The big issue here is the 252 uses the engines that are in much higher demand for combat aircraft. The 352 is fine, but comes too late to make much of a difference, and is not as capable as the 252.
German military transport aviation, while excellent for the time of late 1930s/early 1940s, was in shambles by mid-1941. Combat losses were very high in the Netherlands and in Crete, while new aircraft were slow to materialize. Why the Ju 52 soldiered too long with three 660-700 HP engines is anyone's guess.
I'd suggest that transports are to be made predominantly from wood and steel, with aluminium alloys used sparingly. A low-high mix: simple, 1-2 engined aircraft (like the An-2 biplane, Bellanca Aircruiser, Noorduyn Norseman; Bristol Bombay, HP Harrow), and capable 3-4 engined A/C.
But, granted, the DC-3/C-47 is such a tempting role model, even if the engines are just 1000 HP types.
Engines are the big bottleneck in Germany.
For this time frame - 1935-40 - probably no.
Eg. DB 601 and Jumo 211 were about as good as Merlin, and much better than what other people are making. Bramo 323 and BMW 132 were as capable as Pegasus and Mercury, respectively. Production of engines in Germany was on the mass scale, helping the LW number about the same number of capable aircraft as France and UK combined by 1939?
How these engines were used was ... less than ideal, though. It was very much feasible to make a long-range fighter that performs around a DB-601 or Jumo 211, so the Bf 110 can be skipped.
The Hs 126, made in more than 900 copies, was 'Germany's Lysander'- too heavy and expensive for a close-range recon, but incapable to carry a bomb load despite the 900 HP engine, so you still nedd to call Ju 87s in.

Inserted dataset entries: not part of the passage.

//! Metrics emitted while serving, captured with an in-process recorder.

use std::io::Write;
use std::net::TcpStream;
use std::sync::{Arc, Mutex, OnceLock};
use std::time::{Duration, Instant};

use metrics::{
    Counter, Gauge, GaugeFn, Histogram, Key, KeyName, Metadata, Recorder, SharedString, Unit,
};

mod common;

use common::{raw_request, TestServer};

/// Every value the queue depth gauge was set to, in order.
#[derive(Default)]
struct DepthHistory(Mutex<Vec<f64>>);

impl DepthHistory {
    fn values(&self) -> Vec<f64> {
        self.0.lock().unwrap().clone()
    }
}

impl GaugeFn for DepthHistory {
    fn increment(&self, _value: f64) {}

    fn decrement(&self, _value: f64) {}

    fn set(&self, value: f64) {
        self.0.lock().unwrap().push(value);
    }
}

struct CapturingRecorder {
    depth: Arc<DepthHistory>,
}

impl Recorder for CapturingRecorder {
    fn describe_counter(&self, _: KeyName, _: Option<Unit>, _: SharedString) {}

    fn describe_gauge(&self, _: KeyName, _: Option<Unit>, _: SharedString) {}

    fn describe_histogram(&self, _: KeyName, _: Option<Unit>, _: SharedString) {}

    fn register_counter(&self, _: &Key, _: &Metadata<'_>) -> Counter {
        Counter::noop()
    }

    fn register_gauge(&self, key: &Key, _: &Metadata<'_>) -> Gauge {
        if key.name() == "fileserver_queue_depth" {
            Gauge::from_arc(Arc::clone(&self.depth))
        } else {
            Gauge::noop()
        }
    }

    fn register_histogram(&self, _: &Key, _: &Metadata<'_>) -> Histogram {
        Histogram::noop()
    }
}

fn depth_history() -> Arc<DepthHistory> {
    static HISTORY: OnceLock<Arc<DepthHistory>> = OnceLock::new();
    HISTORY
        .get_or_init(|| {
            let depth = Arc::new(DepthHistory::default());
            let recorder = CapturingRecorder {
                depth: Arc::clone(&depth),
            };
            if metrics::set_global_recorder(recorder).is_err() {
                panic!("a metrics recorder was already installed");
            }
            depth
        })
        .clone()
}

#[test]
fn test_queue_depth_gauge_falls_as_workers_drain() {
    let history = depth_history();
    let server = TestServer::start_with(|config| {
        config.workers.threads = 1;
        config.workers.queue_capacity = 4;
    });
    std::fs::write(server.path("f"), "ok").unwrap();

    // Holds the only worker until its head is complete.
    let mut slow = TcpStream::connect(server.addr).unwrap();
    slow.write_all(b"GET /f HTTP/1.1\r\n").unwrap();

    let waiting: Vec<_> = (0..3)
        .map(|_| {
            let addr = server.addr;
            std::thread::spawn(move || raw_request(addr, b"GET /f HTTP/1.1\r\n\r\n"))
        })
        .collect();

    let deadline = Instant::now() + Duration::from_secs(5);
    while !history.values().contains(&3.0) {
        assert!(Instant::now() < deadline, "queue never reached 3: {:?}", history.values());
        std::thread::sleep(Duration::from_millis(10));
    }

    slow.write_all(b"\r\n").unwrap();
    for waiter in waiting {
        let response = waiter.join().unwrap();
        assert!(response.starts_with("HTTP/1.1 200 OK\r\n"), "{response}");
    }
    drop(slow);

    assert_eq!(server.audit_lines(4).len(), 4);
    assert_eq!(history.values().last(), Some(&0.0));
}
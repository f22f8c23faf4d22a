//! Configuration loading from disk.

use std::fs;
use std::path::Path;

use thiserror::Error;

use crate::config::schema::ServerConfig;
use crate::config::validation::ValidationError;

/// Error type for configuration loading.
#[derive(Debug, Error)]
pub enum ConfigError {
    #[error("IO error: {0}")]
    Io(#[from] std::io::Error),
    #[error("Parse error: {0}")]
    Parse(#[from] toml::de::Error),
    #[error("Validation failed: {}", join(.0))]
    Validation(Vec<ValidationError>),
}

fn join(errors: &[ValidationError]) -> String {
    errors
        .iter()
        .map(ToString::to_string)
        .collect::<Vec<_>>()
        .join(", ")
}

/// Load a configuration from a TOML file without validating it, so callers
/// can apply overrides first.
pub fn read_config(path: &Path) -> Result<ServerConfig, ConfigError> {
    let content = fs::read_to_string(path)?;
    Ok(toml::from_str(&content)?)
}
//! Request dispatch and method handlers.
//!
//! Every handler produces exactly one response and exactly one audit
//! record, and releases its file lease on every path before returning.

use std::sync::Arc;
use std::time::Instant;

use crate::files::FileAccess;
use crate::http::{Method, Request, Response};
use crate::net::Connection;
use crate::observability::{metrics, AuditLog, AuditRecord};

/// Shared, read-only state the handlers need.
#[derive(Debug, Clone)]
pub struct Dispatcher {
    access: Arc<FileAccess>,
    audit: Arc<AuditLog>,
}

impl Dispatcher {
    pub fn new(access: Arc<FileAccess>, audit: Arc<AuditLog>) -> Self {
        Self { access, audit }
    }

    pub fn access(&self) -> &FileAccess {
        &self.access
    }

    /// Serve one connection: parse, dispatch by method, respond.
    ///
    /// Returns the response sent, or `None` when the request head could not
    /// be parsed (the error response is still sent, but nothing is audited).
    pub fn handle(&self, conn: &mut Connection) -> Option<Response> {
        let start = Instant::now();

        let request = match conn.parse() {
            Ok(request) => request,
            Err(response) => {
                tracing::debug!(connection_id = %conn.id(), status = response.code(), "Malformed request");
                conn.send_response(response);
                return None;
            }
        };

        let response = match request.method() {
            Method::Get => self.handle_get(conn, &request),
            Method::Put => self.handle_put(conn, &request),
            Method::Other(_) => self.handle_unsupported(conn, &request),
        };

        tracing::debug!(
            connection_id = %conn.id(),
            method = %request.method(),
            uri = %request.uri(),
            status = response.code(),
            "Request completed"
        );
        metrics::record_request(request.method().as_str(), response.code(), start);
        Some(response)
    }

    fn handle_get(&self, conn: &mut Connection, request: &Request) -> Response {
        let mut lease = match self.access.open_read(request.uri()) {
            Ok(lease) => lease,
            Err(e) => {
                tracing::debug!(uri = %request.uri(), error = %e, "GET rejected");
                let response = e.get_response();
                self.audit(request, response);
                conn.send_response(response);
                return response;
            }
        };

        let size = match lease.size() {
            Ok(size) => size,
            Err(e) => {
                tracing::warn!(uri = %request.uri(), error = %e, "GET stat failed");
                let response = e.get_response();
                self.audit(request, response);
                conn.send_response(response);
                return response;
            }
        };

        // The status line goes out with the body, so a transfer failure can
        // only be recorded, not reported to the client.
        let response = conn.send_file(lease.file(), size).unwrap_or(Response::Ok);
        drop(lease);
        self.audit(request, response);
        response
    }

    fn handle_put(&self, conn: &mut Connection, request: &Request) -> Response {
        let response = match self.access.open_write(request.uri()) {
            Ok(mut lease) => {
                let length = request.content_length().unwrap_or(0);
                match conn.recv_file(lease.file(), length) {
                    Some(error) => error,
                    None if lease.existed() => Response::Ok,
                    None => Response::Created,
                }
            }
            Err(e) => {
                tracing::debug!(uri = %request.uri(), error = %e, "PUT rejected");
                e.put_response()
            }
        };

        self.audit(request, self.audit.put_status(response));
        conn.send_response(response);
        response
    }

    fn handle_unsupported(&self, conn: &mut Connection, request: &Request) -> Response {
        let response = Response::NotImplemented;
        conn.send_response(response);
        self.audit(request, response);
        response
    }

    fn audit(&self, request: &Request, response: Response) {
        self.audit.record(&AuditRecord {
            method: request.method().as_str(),
            uri: request.uri(),
            status: response.code(),
            request_id: request.request_id(),
        });
    }
}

Better slap these engines on Ju 87s, and make another hundred or two of Storchs.
I've already mentioned the Ju 52 with 3 engines, unable to emulate the humble Bombay or Harrow that used two.
But then again, every country made their number of flops (some unusable clunkers amounted in many hundreds), so we might probably look at German purchase decisions in that light.